-- Available records follows --
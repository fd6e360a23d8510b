//! Deterministic A/B bucketing.

use sha2::{Digest, Sha256};
use uuid::Uuid;

pub struct Experiment {
    pub name: &'static str,
    /// First variant is the control.
    pub variants: &'static [&'static str],
}

pub const EXPERIMENTS: &[Experiment] = &[
    Experiment {
        name: "pricing_page_layout",
        variants: &["control", "annual_first"],
    },
    Experiment {
        name: "upgrade_prompt_copy",
        variants: &["control", "benefit_led", "social_proof"],
    },
    Experiment {
        name: "onboarding_reminder",
        variants: &["control", "evening_nudge"],
    },
];

pub fn find(name: &str) -> Option<&'static Experiment> {
    EXPERIMENTS.iter().find(|e| e.name == name)
}

/// Same experiment and user always land in the same bucket.
pub fn assign_variant(experiment: &Experiment, user_id: Uuid) -> &'static str {
    let digest = Sha256::digest(format!("{}:{}", experiment.name, user_id).as_bytes());
    let mut prefix = [0u8; 8];
    prefix.copy_from_slice(&digest[..8]);
    let bucket = u64::from_be_bytes(prefix) % experiment.variants.len().max(1) as u64;

    experiment
        .variants
        .get(bucket as usize)
        .copied()
        .unwrap_or("control")
}
//! Handler error type rendered as `{ "error": .., "details": .. }`.

use axum::{
    http::StatusCode,
    response::{IntoResponse, Response},
    Json,
};
use serde::Serialize;
use serde_json::{json, Value};
use thiserror::Error;

use crate::{
    billing::WebhookError,
    limits::{Feature, LimitViolation, UpgradePrompt},
};

pub type ApiResult<T> = Result<T, ApiError>;

#[derive(Debug, Error)]
pub enum ApiError {
    #[error("{0}")]
    BadRequest(String),
    #[error("{0} not found")]
    NotFound(&'static str),
    #[error("{0}")]
    Conflict(String),
    #[error("{}", .0.message())]
    LimitExceeded(LimitViolation),
    #[error("this feature requires Premium")]
    FeatureLocked(Feature),
    #[error("invalid webhook")]
    Webhook(#[from] WebhookError),
    #[error("{service} request failed")]
    Upstream {
        service: &'static str,
        details: String,
    },
    #[error("DB error")]
    Database(#[from] sqlx::Error),
}

#[derive(Debug, Serialize)]
pub struct ErrorBody {
    pub error: String,
    pub details: Value,
}

impl ApiError {
    pub fn status(&self) -> StatusCode {
        match self {
            ApiError::BadRequest(_) | ApiError::Webhook(_) => StatusCode::BAD_REQUEST,
            ApiError::NotFound(_) => StatusCode::NOT_FOUND,
            ApiError::Conflict(_) => StatusCode::CONFLICT,
            ApiError::LimitExceeded(_) | ApiError::FeatureLocked(_) => StatusCode::FORBIDDEN,
            ApiError::Upstream { .. } => StatusCode::BAD_GATEWAY,
            ApiError::Database(_) => StatusCode::INTERNAL_SERVER_ERROR,
        }
    }

    fn details(&self) -> Value {
        match self {
            ApiError::LimitExceeded(violation) => json!({
                "limit": violation,
                "upgrade_prompt": UpgradePrompt::for_trigger(violation.trigger()),
            }),
            ApiError::FeatureLocked(feature) => json!({
                "feature": feature,
                "upgrade_prompt": UpgradePrompt::for_trigger(feature.trigger()),
            }),
            ApiError::Webhook(e) => Value::String(e.to_string()),
            ApiError::Upstream { details, .. } => Value::String(details.clone()),
            // Database internals stay in the logs.
            _ => Value::Null,
        }
    }
}

impl IntoResponse for ApiError {
    fn into_response(self) -> Response {
        let status = self.status();
        if status.is_server_error() {
            tracing::error!(error = ?self, "❌ request failed");
        } else {
            tracing::debug!(error = %self, status = status.as_u16(), "request rejected");
        }

        let body = ErrorBody {
            error: self.to_string(),
            details: self.details(),
        };
        (status, Json(body)).into_response()
    }
}
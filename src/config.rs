//! Environment-driven configuration.
//!
//! `main` loads `.env` through `dotenvy` and hands [`std::env::var`] to
//! [`AppConfig::from_lookup`]; tests pass a map instead.

use std::{net::SocketAddr, str::FromStr, time::Duration};

use thiserror::Error;

#[derive(Debug, Error, PartialEq, Eq)]
pub enum ConfigError {
    #[error("missing required environment variable {0}")]
    Missing(&'static str),
    #[error("invalid value {value:?} for {key}")]
    Invalid { key: &'static str, value: String },
}

#[derive(Debug, Clone)]
pub struct AppConfig {
    pub database_url: String,
    pub bind_addr: SocketAddr,
    pub database_max_connections: u32,
    pub run_migrations: bool,
    /// Where checkout and the billing portal send the browser back to.
    pub app_base_url: String,
    pub stripe: StripeConfig,
    pub openai: OpenAiConfig,
    pub http_timeout: Duration,
}

#[derive(Debug, Clone)]
pub struct StripeConfig {
    pub secret_key: String,
    pub webhook_secret: String,
    pub price_id: String,
    pub api_base: String,
}

#[derive(Debug, Clone)]
pub struct OpenAiConfig {
    /// Insights fall back to canned copy when no key is set.
    pub api_key: Option<String>,
    pub model: String,
    pub api_base: String,
}

impl AppConfig {
    pub fn from_env() -> Result<Self, ConfigError> {
        Self::from_lookup(|key| std::env::var(key).ok())
    }

    pub fn from_lookup<F>(lookup: F) -> Result<Self, ConfigError>
    where
        F: Fn(&str) -> Option<String>,
    {
        let get = |key: &str| lookup(key).filter(|v| !v.trim().is_empty());
        let required = |key: &'static str| get(key).ok_or(ConfigError::Missing(key));

        Ok(Self {
            database_url: required("DATABASE_URL")?,
            bind_addr: parsed(&get, "BIND_ADDR", SocketAddr::from(([0, 0, 0, 0], 3050)))?,
            database_max_connections: parsed(&get, "DATABASE_MAX_CONNECTIONS", 5)?,
            run_migrations: parsed(&get, "RUN_MIGRATIONS", true)?,
            app_base_url: get("APP_BASE_URL")
                .unwrap_or_else(|| "http://localhost:3000".into())
                .trim_end_matches('/')
                .to_string(),
            stripe: StripeConfig {
                secret_key: required("STRIPE_SECRET_KEY")?,
                webhook_secret: required("STRIPE_WEBHOOK_SECRET")?,
                price_id: required("STRIPE_PRICE_ID")?,
                api_base: get("STRIPE_API_BASE").unwrap_or_else(|| "https://api.stripe.com".into()),
            },
            openai: OpenAiConfig {
                api_key: get("OPENAI_API_KEY"),
                model: get("OPENAI_MODEL").unwrap_or_else(|| "gpt-4o-mini".into()),
                api_base: get("OPENAI_API_BASE")
                    .unwrap_or_else(|| "https://api.openai.com/v1".into()),
            },
            http_timeout: Duration::from_secs(parsed(&get, "HTTP_TIMEOUT_SECS", 30)?),
        })
    }
}

fn parsed<T, G>(get: &G, key: &'static str, default: T) -> Result<T, ConfigError>
where
    T: FromStr,
    G: Fn(&str) -> Option<String>,
{
    match get(key) {
        Some(value) => value
            .trim()
            .parse()
            .map_err(|_| ConfigError::Invalid { key, value }),
        None => Ok(default),
    }
}
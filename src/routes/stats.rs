use axum::{
    extract::State,
    routing::get,
    Json, Router,
};
use chrono::{NaiveDate, Utc};
use serde::{Deserialize, Serialize};
use uuid::Uuid;

use crate::{
    analytics::{self, MoodStats, FREE_HISTORY_DAYS, MAX_HISTORY_DAYS},
    error::{ApiError, ApiResult},
    extract::QueryParams,
    limits::{has_feature, Feature},
    state::AppState,
    subscription::resolve_tier,
};

#[derive(Deserialize)]
pub struct StatsQuery {
    user_id: Uuid,
    days: Option<i64>,
}

#[derive(Serialize)]
pub struct StatsResponse {
    days: i64,
    from: NaiveDate,
    to: NaiveDate,
    #[serde(flatten)]
    stats: MoodStats,
}

pub fn routes(state: AppState) -> Router {
    Router::new()
        .route("/api/stats", get(get_stats))
        .with_state(state)
}

async fn get_stats(
    State(state): State<AppState>,
    QueryParams(query): QueryParams<StatsQuery>,
) -> ApiResult<Json<StatsResponse>> {
    let days = query.days.unwrap_or(FREE_HISTORY_DAYS);
    if !(1..=MAX_HISTORY_DAYS).contains(&days) {
        return Err(ApiError::BadRequest(format!(
            "days must be between 1 and {MAX_HISTORY_DAYS}"
        )));
    }

    let now = Utc::now();
    let tier = resolve_tier(state.repo.as_ref(), query.user_id, now).await;
    if days > FREE_HISTORY_DAYS && !has_feature(tier, Feature::AdvancedAnalytics) {
        return Err(ApiError::FeatureLocked(Feature::AdvancedAnalytics));
    }

    let today = now.date_naive();
    let from = analytics::window_start(today, days);
    let entries = state
        .repo
        .list_entries(query.user_id, Some(from), Some(today))
        .await?;

    Ok(Json(StatsResponse {
        days,
        from,
        to: today,
        stats: analytics::compute(&entries, today, tier),
    }))
}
-- Available records concluded --
:: What to produce ::
Filter the entries down to the lines holding the string "Some". Copy each of those lines.

:: Output for this task ::
        Some(value) => value
        .list_entries(query.user_id, Some(from), Some(today))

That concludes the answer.